- ASSIGNMENT -
Up to and including the line with "use crate::detection::encoding::EncodingPolicy;", restate the material below word for word, beginning with its first line.
+---+
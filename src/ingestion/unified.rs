//! Unified normalization entrypoint.
//!
//! Most callers should use [`normalize`], which turns a [`RawFile`] into a
//! [`NormalizedTable`] or a classified [`IngestionFailure`].
//!
//! - If [`NormalizeOptions::format`] is `None`, the format is taken from the file's declared
//!   extension (`csv`, `xls`, `xlsx`).
//! - If a [`super::observability::NormalizeObserver`] is provided, success, degraded
//!   quality, failures and alerts are reported to it.

use std::fmt;
use std::sync::Arc;

use crate::detection::encoding::EncodingPolicy;
use crate::detection::{DEFAULT_SAMPLE_LINES, STABLE_RUN_LEN};
use crate::error::{FailureKind, IngestionFailure, NormalizeError, NormalizeResult};
use crate::types::{NormalizedTable, RawFile};

use super::csv;
use super::observability::{NormalizeContext, NormalizeObserver, NormalizeSeverity, NormalizeStats};

/// Supported source formats.
#[derive(Debug, Clone, Copy, PartialEq, Eq)]
pub enum SourceFormat {
    /// Delimited text.
    Csv,
    /// Legacy binary workbook.
    Xls,
    /// XML-in-zip workbook.
    Xlsx,
}

impl SourceFormat {
    /// Parse a source format from a file extension (case-insensitive, leading dot allowed).
    pub fn from_extension(ext: &str) -> Option<Self> {
        match ext.trim_start_matches('.').to_ascii_lowercase().as_str() {
            "csv" => Some(Self::Csv),
            "xls" => Some(Self::Xls),
            "xlsx" => Some(Self::Xlsx),
            _ => None,
        }
    }

    pub fn extension(&self) -> &'static str {
        match self {
            SourceFormat::Csv => "csv",
            SourceFormat::Xls => "xls",
            SourceFormat::Xlsx => "xlsx",
        }
    }
}

/// Options controlling normalization.
///
/// Use [`Default`] for common cases.
#[derive(Clone)]
pub struct NormalizeOptions {
    /// If `None`, use the file's declared extension.
    pub format: Option<SourceFormat>,
    /// Non-blank lines examined by the dialect sniffer and header locator.
    pub sample_lines: usize,
    /// Records (header included) that must share a field count to mark a header.
    pub stable_run_len: usize,
    /// Encoding thresholds, tie-break epsilon and fallback.
    pub encoding: EncodingPolicy,
    /// Optional observer for logging/alerts.
    pub observer: Option<Arc<dyn NormalizeObserver>>,
    /// Severity threshold at which `on_alert` is invoked.
    pub alert_at_or_above: NormalizeSeverity,
}

impl fmt::Debug for NormalizeOptions {
    fn fmt(&self, f: &mut fmt::Formatter<'_>) -> fmt::Result {
        f.debug_struct("NormalizeOptions")
            .field("format", &self.format)
            .field("sample_lines", &self.sample_lines)
            .field("stable_run_len", &self.stable_run_len)
            .field("encoding", &self.encoding)
            .field("observer_set", &self.observer.is_some())
            .field("alert_at_or_above", &self.alert_at_or_above)
            .finish()
    }
}

impl Default for NormalizeOptions {
    fn default() -> Self {
        Self {
            format: None,
            sample_lines: DEFAULT_SAMPLE_LINES,
            stable_run_len: STABLE_RUN_LEN,
            encoding: EncodingPolicy::default(),
            observer: None,
            alert_at_or_above: NormalizeSeverity::Critical,
        }
    }
}

/// Normalize a file with default options.
///
/// # Examples
///
/// ```rust
/// use tabular_normalizer::ingestion::normalize;
/// use tabular_normalizer::types::RawFile;
///
/// let raw = RawFile::new(
///     "export.csv",
///     b"Export du 12/01/2024\nCompte FR76\nid;name;amount\n1;Ada;10\n2;Grace;20\n".to_vec(),
/// );
/// let table = normalize(&raw).unwrap();
/// assert_eq!(table.header(), ["id", "name", "amount"]);
/// assert_eq!(table.row_count(), 2);
/// ```
pub fn normalize(raw: &RawFile) -> Result<NormalizedTable, IngestionFailure> {
    normalize_with_options(raw, &NormalizeOptions::default())
}

/// Normalize a file.
///
/// When an observer is configured, this function reports:
///
/// - `on_success` on success, with row/column stats
/// - `on_degraded` on success when any quality flag is raised
/// - `on_failure` on failure, with a computed severity
/// - `on_alert` on failure when the computed severity is >= `options.alert_at_or_above`
///
/// Normalization is deterministic: a failure is reported once and never retried with other
/// parameters.
pub fn normalize_with_options(
    raw: &RawFile,
    options: &NormalizeOptions,
) -> Result<NormalizedTable, IngestionFailure> {
    let format = options
        .format
        .or_else(|| SourceFormat::from_extension(raw.extension()));

    let ctx = NormalizeContext {
        path: raw.path().to_path_buf(),
        format,
        size_bytes: raw.size_bytes(),
    };

    let result = match format {
        Some(fmt) => normalize_bytes(raw.bytes(), fmt, options),
        None => Err(NormalizeError::UnsupportedFormat {
            extension: raw.extension().to_string(),
        }),
    };
    let result = result.map_err(|e| IngestionFailure::new(raw.path(), e));

    if let Some(obs) = options.observer.as_ref() {
        match &result {
            Ok(table) => {
                obs.on_success(
                    &ctx,
                    NormalizeStats {
                        rows: table.row_count(),
                        columns: table.column_count(),
                    },
                );
                if table.quality().is_degraded() {
                    obs.on_degraded(&ctx, table.quality());
                }
            }
            Err(failure) => {
                let sev = severity_for_failure(failure.kind());
                obs.on_failure(&ctx, sev, failure);
                if sev >= options.alert_at_or_above {
                    obs.on_alert(&ctx, sev, failure);
                }
            }
        }
    }

    result
}

/// Normalize bytes of a known format.
pub fn normalize_bytes(
    bytes: &[u8],
    format: SourceFormat,
    options: &NormalizeOptions,
) -> NormalizeResult<NormalizedTable> {
    match format {
        SourceFormat::Csv => csv::normalize_csv(bytes, options),
        SourceFormat::Xls | SourceFormat::Xlsx => normalize_excel_dispatch(bytes, format),
    }
}

/// Severity used for observer callbacks.
pub fn severity_for_failure(kind: FailureKind) -> NormalizeSeverity {
    match kind {
        FailureKind::Io => NormalizeSeverity::Critical,
        FailureKind::CorruptContainer | FailureKind::UnsniffableDialect => NormalizeSeverity::Error,
        FailureKind::EmptyFile | FailureKind::UnsupportedFormat => NormalizeSeverity::Warning,
    }
}

fn normalize_excel_dispatch(bytes: &[u8], format: SourceFormat) -> NormalizeResult<NormalizedTable> {
    // Avoid unused warnings when the feature is off.
    let _ = bytes;

    #[cfg(feature = "excel")]
    {
        use super::excel::{normalize_excel, SpreadsheetKind};

        let kind = match format {
            SourceFormat::Xls => SpreadsheetKind::Xls,
            _ => SpreadsheetKind::Xlsx,
        };
        normalize_excel(bytes, kind)
    }

    #[cfg(not(feature = "excel"))]
    {
        Err(NormalizeError::UnsupportedFormat {
            extension: format!("{} (excel support not enabled)", format.extension()),
        })
    }
}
+---+
- FINISHED EXERCISE -
filename src/ingestion/unified.rs
//! Unified normalization entrypoint.
//!
//! Most callers should use [`normalize`], which turns a [`RawFile`] into a
//! [`NormalizedTable`] or a classified [`IngestionFailure`].
//!
//! - If [`NormalizeOptions::format`] is `None`, the format is taken from the file's declared
//!   extension (`csv`, `xls`, `xlsx`).
//! - If a [`super::observability::NormalizeObserver`] is provided, success, degraded
//!   quality, failures and alerts are reported to it.

use std::fmt;
use std::sync::Arc;

use crate::detection::encoding::EncodingPolicy;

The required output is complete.